Co-Chair Chenault OBJECTED.
Mr. Pawlowski noted that most of the amendment is conforming
language. The primary purpose of the amendment is a
clarification in Section 1 of the proposed legislation. It
brings the economic effect statement out of subsection (b)
to subsection (c), a clarification which gives the agencies
better direction. The second major change is on page 3,
following line 18. This addresses Health and Social
Services regulation such as reimbursement, cost containment,
and eligibility standards. He explained that this section
clarifies that cost reimbursement is off the table.
2:33:24 PM
CHRIS KENNEDY, ASSISTANT ATTORNEY GENERAL, DEPARTMENT OF
LAW, (via teleconference) explained that he does not have
more to add to the discussion of Amendment 1. The solution
is satisfactory to everyone concerned. He offered to answer
questions.
2:34:30 PM
Representative Croft related that the first part of the
amendment makes a lot of sense by not requiring businesses
to seek extra, independent analysis. He spoke of a concern
on the second page of the amendment regarding reimbursement
rates for services provided by small businesses. The effect
on small businesses by the Department of Health and Social
Services is so pervasive that it would take too much time to
consider. It goes from being a burden to defining the
business. He opined that it seems to be vital and should
not be shied away from.
Co-Chair Meyer noted that this was discussed with the
Commissioner.
2:37:08 PM
Representative Hawker related that the Commissioner was in
agreement with the amendment. He referred to Representative
Croft's comment and opined that there is a differentiation
between a small, private business and outsourcing a
necessary state service. He spoke in strong support of the
amendment.
2:39:01 PM
Mr. Pawlowski added that regulations have to be drafted to
achieve cost containment. Policy calls need to consider
whether this is an effective use of state resources and
whether there is a benefit to the private sector. The
application to this from a public policy statement is that
consideration needs to be done at the finance level during
the approval of the budget, and perhaps not in the
implementation of the regulations. It happens at the
regulatory review committee level and during finance
committee meetings.
Representative Croft related that when Department of Health
and Social Services establishes a new Medicaid rate, if that
rate is lowered, it is viewed as cost containment. If by
lowering that rate, more services are provided to more
people, it is viewed as a benefit. What is not adequately
considered is the effect on the people trying to provide the
services. This needs to be looked in terms of impacts on
small businesses and alternative means sought.
2:43:23 PM
Co-Chair Meyer said the argument is that it should be done
when the budget is set, rather than by regulation.
Mr.
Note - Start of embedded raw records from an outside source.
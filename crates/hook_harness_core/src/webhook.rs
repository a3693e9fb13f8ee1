//! Webhook domain types
//!
//! Validated input types for webhook definitions. The stored record shape
//! itself lives in `record_store`; this module owns the constraints applied
//! before anything reaches a store.

use url::Url;

use crate::errors::ValidationError;

#[cfg(test)]
#[path = "webhook_tests.rs"]
mod tests;

/// Validated webhook display name
///
/// Non-empty after trimming, at most 100 characters.
#[derive(Debug, Clone, PartialEq, Eq, Hash)]
pub struct WebhookName(String);

impl WebhookName {
    /// Maximum accepted name length in characters.
    pub const MAX_LENGTH: usize = 100;

    /// Create a new webhook name with validation
    ///
    /// # Errors
    /// Returns `ValidationError` if the name is empty or too long.
    pub fn new(name: impl Into<String>) -> Result<Self, ValidationError> {
        let name = name.into();

        if name.trim().is_empty() {
            return Err(ValidationError::empty_field("name"));
        }

        let length = name.chars().count();
        if length > Self::MAX_LENGTH {
            return Err(ValidationError::too_long("name", length, Self::MAX_LENGTH));
        }

        Ok(Self(name))
    }

    /// Get the name as a string slice
    pub fn as_str(&self) -> &str {
        &self.0
    }
}

impl std::fmt::Display for WebhookName {
    fn fmt(&self, f: &mut std::fmt::Formatter<'_>) -> std::fmt::Result {
        write!(f, "{}", self.0)
    }
}

impl AsRef<str> for WebhookName {
    fn as_ref(&self) -> &str {
        &self.0
    }
}

/// Validated webhook target URL
///
/// Must parse as an absolute `http` or `https` URL. The original string is
/// kept verbatim; validation never rewrites what the user typed.
#[derive(Debug, Clone, PartialEq, Eq, Hash)]
pub struct TargetUrl(String);

impl TargetUrl {
    /// Create a new target URL with validation
    ///
    /// # Errors
    /// Returns `ValidationError` if the value is empty, not an absolute
    /// URL, or uses a scheme other than http/https.
    pub fn new(url: impl Into<String>) -> Result<Self, ValidationError> {
        let url = url.into();

        if url.trim().is_empty() {
            return Err(ValidationError::empty_field("url"));
        }

        let parsed = Url::parse(&url)
            .map_err(|_| ValidationError::invalid_format("url", "must be an absolute URL"))?;

        if !matches!(parsed.scheme(), "http" | "https") {
            return Err(ValidationError::invalid_format(
                "url",
                "scheme must be http or https",
            ));
        }

        if parsed.host_str().is_none() {
            return Err(ValidationError::invalid_format("url", "must include a host"));
        }

        Ok(Self(url))
    }

    /// Get the URL as a string slice
    pub fn as_str(&self) -> &str {
        &self.0
    }
}

impl std::fmt::Display for TargetUrl {
    fn fmt(&self, f: &mut std::fmt::Formatter<'_>) -> std::fmt::Result {
        write!(f, "{}", self.0)
    }
}

impl AsRef<str> for TargetUrl {
    fn as_ref(&self) -> &str {
        &self.0
    }
}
Pawlowski offered a point of clarification about cost
containment and reimbursement in eligibility regulation
exemptions. He referred to the Department of Health and
Social Services proposed regulations to Title VII, which
govern the conduct of small business.
Representative Croft commented that it does not make sense
to not discuss how daily rates affect small businesses. Co-
Chair Meyer argued that the daily rate is set up by the
budget process rather than by regulation.
2:45:49 PM
JOEL GILBERTSON, COMMISSIONER, DEPARTMENT OF HEALTH & SOCIAL
SERVICES, related that the department has concerns about
regulations causing reductions to programs. He gave an
example of a Medicaid program appropriation reduction of
services. The concern is if there are delays in
implementing regulations because every day of delay costs
the state. The department requested Amendment 1 to deal
with reimbursement regulations. Other regulations would
remain under this legislation.
2:49:13 PM
Representative Croft inquired about rate reductions and
changes in the methods of reimbursements to lessen the
effects on providers. Commissioner Gilbertson responded
that it is a continuous balancing act regarding that issue.
He offered the Medicaid program as an example. Federal law
does not allow for different payment policies.
2:52:13 PM
Mr. Pawlowski added that if benefits and costs are reduced
on the "govern the conduct side", the amount required for
reimbursement goes down. He implied that there is still a
benefit to the business by addressing other regulations that
are not exempt.
Co-Chair Chenault WITHDREW his OBJECTION.
There being NO OBJECTION, Amendment 1 was adopted.
2:53:32 PM
Co-Chair Meyer MOVED to ADOPT Conceptual Amendment 2:
Page 1, lines 1-2 [Delete all material]
Page 1, line 1 - Insert:
"An Act relating to requiring notification to the
Department of Commerce, Community and Economic
Development, economic effect statements, regulatory
flexibility analyses; a private cause of action
relating to the required economic effect statements or
regulatory flexibility analyses; and providing for an
effective date."
Co-Chair Chenault OBJECTED for discussion purposes.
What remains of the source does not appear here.